Constituída como território diocesano autónomo em 1545, as comunidades cristãs que habitaram os confins da diocese de Lisboa e da diocese de Coimbra construíram lugares de culto para os quais procuraram os cuidados da arte, legando ao património artístico nacional edifícios de eleição que merecem essa demorada visita que proporcione a experiência que a Igreja tanto tem recomendado para os dias de descanso: a contemplação estética na senda da chamada ‘via pulchritudinis’ (via da beleza).
Este caminho pode fazer-se quer a partir dos lugares de maior monumentalidade (Mosteiro da Batalha, Catedral de Leiria, Santuário do Senhor dos Milagres, Santuário de Fátima) quer nos lugares menos frequentados pelos turistas e que, não obstante, são clarividente espelho do que o génio humano soube fazer de melhor em cada época.
Encontram-se neste último caso, por exemplo, o Santuário de Nossa Senhora da Encarnação, porventura mais conhecido, mas também igrejas menos conhecidas como são a da Paróquia de Santa Eufémia ou a Igreja não paroquial da Golpilheira, exemplos de arquitetura contemporânea que se mostram igualmente denunciadores dessa atitude de busca do belo, de acordo com os cânones de cada época.

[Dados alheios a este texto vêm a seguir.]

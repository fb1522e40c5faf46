// Copyright 2025 the MD Box Tree Authors
// SPDX-License-Identifier: Apache-2.0 OR MIT

//! Geometry errors.

use crate::grid::MAX_GRID_CELLS;
use crate::types::MAX_DIMENSIONS;

/// Errors raised while building coordinates, extents, or grids.
#[derive(Clone, Debug, PartialEq, thiserror::Error)]
pub enum GeomError {
    /// The number of dimensions is zero or above [`MAX_DIMENSIONS`].
    #[error("{nd} dimensions requested, supported range is 1..={max}", max = MAX_DIMENSIONS)]
    DimensionCount {
        /// Requested dimension count.
        nd: usize,
    },
    /// Two values that must agree on their dimension count do not.
    #[error("expected {expected} dimensions, found {found}")]
    DimensionMismatch {
        /// Dimension count of the receiver.
        expected: usize,
        /// Dimension count of the argument.
        found: usize,
    },
    /// An interval bound is not finite or `min >= max`.
    #[error("interval for dimension {dim} is invalid: [{min}, {max})")]
    InvalidInterval {
        /// Offending dimension.
        dim: usize,
        /// Lower bound as given.
        min: f32,
        /// Upper bound as given.
        max: f32,
    },
    /// A split factor of zero was requested for a dimension.
    #[error("split factor for dimension {dim} is zero")]
    ZeroSplitFactor {
        /// Offending dimension.
        dim: usize,
    },
    /// Every split factor is one, so the grid would have a single cell.
    #[error("split factors yield a single cell")]
    DegenerateSplit,
    /// The product of split factors exceeds [`MAX_GRID_CELLS`].
    #[error("grid would exceed {max} cells", max = MAX_GRID_CELLS)]
    TooManyCells,
    /// An interval is too narrow in `f32` to hold the requested number of cells.
    #[error("dimension {dim} is too narrow for {cells} cells")]
    DegenerateGrid {
        /// Offending dimension.
        dim: usize,
        /// Requested cell count along that dimension.
        cells: usize,
    },
}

Construído a partir de um milagre atribuído à Virgem Maria sob o título de Nossa Senhora da Encarnação, a igreja do santuário leiriense coroa um promontório, o que veio a ficar ainda mais assinalado pelo escadório construído no século XVIII, configurando a ambiência de sacromonte tão típica dos santuários da Idade Moderna. Passada a galilé que se mostra bem típica dos lugares de peregrinação, a igreja mostra no seu interior várias peças que merecem detença: a azulejaria de padrão do século XVII, as pinturas do ciclo da vida da Virgem, a alegoria pictórica à Imaculada Conceição, no arco triunfal, a retabulária do século XIX e a imagem de Nossa Senhora da Encarnação, uma das mais belas peças da escultura devocional neoclássica que o património nacional conhece.
Entre os bons exemplares de arquitetura do século XX na Diocese de Leiria-Fátima, encontra-se a Igreja de Santa Eufémia, construção datada de 1968 e assinada por João Mota Lima. Exemplo acabado do que são as preocupações do II Concílio do Vaticano e, bem assim, da teoria que na época os arquitetos tomavam sobre a materialidade dos edifícios, a igreja apresenta-se na honestidade dos materiais (tijoleiras, cimentos, madeiras) e reveladora dos primeiros ensaios relativos a uma nova espacialidade no que respeita à arte de celebrar. Mostra também este templo o cuidado em agregar ao projeto a excelência do traço escultórico (na fachada da igreja e no batistério) e pictórico (na tapeçaria da Última Ceia do presbitério) de Joaquim Correia.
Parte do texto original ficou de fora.